Task: All entries that follow are to be written out verbatim.

** Opening Dataset extract block **

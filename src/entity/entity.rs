use std::collections::BTreeMap;

use serde::{Deserialize, Serialize};

use crate::types::FilterValue;

/// One item of a multi-valued entity field: property name to value.
#[derive(Debug, Clone, PartialEq, Eq, Default, Serialize, Deserialize)]
#[serde(transparent)]
pub struct FieldItem {
    inner: BTreeMap<String, FilterValue>,
}

impl FieldItem {
    pub fn new() -> Self {
        FieldItem {
            inner: BTreeMap::new(),
        }
    }

    /// Shorthand for an item holding a single property.
    pub fn with(property: impl Into<String>, value: impl Into<FilterValue>) -> Self {
        let mut item = FieldItem::new();
        item.insert(property, value);
        item
    }

    pub fn insert(&mut self, property: impl Into<String>, value: impl Into<FilterValue>) {
        self.inner.insert(property.into(), value.into());
    }

    pub fn get(&self, property: &str) -> Option<&FilterValue> {
        self.inner.get(property)
    }

    pub fn iter(&self) -> impl Iterator<Item = (&String, &FilterValue)> {
        self.inner.iter()
    }
}

/// A loaded content entity, as handed over by the storage layer.
#[derive(Debug, Clone, PartialEq, Eq, Serialize, Deserialize)]
pub struct Entity {
    pub id: String,
    pub entity_type: String,
    pub bundle: String,
    #[serde(default)]
    pub label: String,
    #[serde(default)]
    fields: BTreeMap<String, Vec<FieldItem>>,
}

impl Entity {
    pub fn new(
        entity_type: impl Into<String>,
        bundle: impl Into<String>,
        id: impl Into<String>,
    ) -> Self {
        Self {
            id: id.into(),
            entity_type: entity_type.into(),
            bundle: bundle.into(),
            label: String::new(),
            fields: BTreeMap::new(),
        }
    }

    pub fn with_label(mut self, label: impl Into<String>) -> Self {
        self.label = label.into();
        self
    }

    pub fn with_field(mut self, name: impl Into<String>, items: Vec<FieldItem>) -> Self {
        self.fields.insert(name.into(), items);
        self
    }

    pub fn set_field(&mut self, name: impl Into<String>, items: Vec<FieldItem>) {
        self.fields.insert(name.into(), items);
    }

    pub fn has_field(&self, name: &str) -> bool {
        self.fields.contains_key(name)
    }

    /// Items of `name`; a missing field reads as empty.
    pub fn field_items(&self, name: &str) -> &[FieldItem] {
        self.fields.get(name).map(Vec::as_slice).unwrap_or(&[])
    }

    /// Cache tag identifying this entity for invalidation.
    pub fn cache_tag(&self) -> String {
        format!("{}:{}", self.entity_type, self.id)
    }
}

** Closing Dataset extract block **

Output of the exercise:
filename src/entity/entity.rs
use std::collections::BTreeMap;

use serde::{Deserialize, Serialize};

use crate::types::FilterValue;

/// One item of a multi-valued entity field: property name to value.
#[derive(Debug, Clone, PartialEq, Eq, Default, Serialize, Deserialize)]
#[serde(transparent)]
pub struct FieldItem {
    inner: BTreeMap<String, FilterValue>,
}

impl FieldItem {
    pub fn new() -> Self {
        FieldItem {
            inner: BTreeMap::new(),
        }
    }

    /// Shorthand for an item holding a single property.
    pub fn with(property: impl Into<String>, value: impl Into<FilterValue>) -> Self {
        let mut item = FieldItem::new();
        item.insert(property, value);
        item
    }

    pub fn insert(&mut self, property: impl Into<String>, value: impl Into<FilterValue>) {
        self.inner.insert(property.into(), value.into());
    }

    pub fn get(&self, property: &str) -> Option<&FilterValue> {
        self.inner.get(property)
    }

    pub fn iter(&self) -> impl Iterator<Item = (&String, &FilterValue)> {
        self.inner.iter()
    }
}

/// A loaded content entity, as handed over by the storage layer.
#[derive(Debug, Clone, PartialEq, Eq, Serialize, Deserialize)]
pub struct Entity {
    pub id: String,
    pub entity_type: String,
    pub bundle: String,
    #[serde(default)]
    pub label: String,
    #[serde(default)]
    fields: BTreeMap<String, Vec<FieldItem>>,
}

impl Entity {
    pub fn new(
        entity_type: impl Into<String>,
        bundle: impl Into<String>,
        id: impl Into<String>,
    ) -> Self {
        Self {
            id: id.into(),
            entity_type: entity_type.into(),
            bundle: bundle.into(),
            label: String::new(),
            fields: BTreeMap::new(),
        }
    }

    pub fn with_label(mut self, label: impl Into<String>) -> Self {
        self.label = label.into();
        self
    }

    pub fn with_field(mut self, name: impl Into<String>, items: Vec<FieldItem>) -> Self {
        self.fields.insert(name.into(), items);
        self
    }

    pub fn set_field(&mut self, name: impl Into<String>, items: Vec<FieldItem>) {
        self.fields.insert(name.into(), items);
    }

    pub fn has_field(&self, name: &str) -> bool {
        self.fields.contains_key(name)
    }

    /// Items of `name`; a missing field reads as empty.
    pub fn field_items(&self, name: &str) -> &[FieldItem] {
        self.fields.get(name).map(Vec::as_slice).unwrap_or(&[])
    }

    /// Cache tag identifying this entity for invalidation.
    pub fn cache_tag(&self) -> String {
        format!("{}:{}", self.entity_type, self.id)
    }
}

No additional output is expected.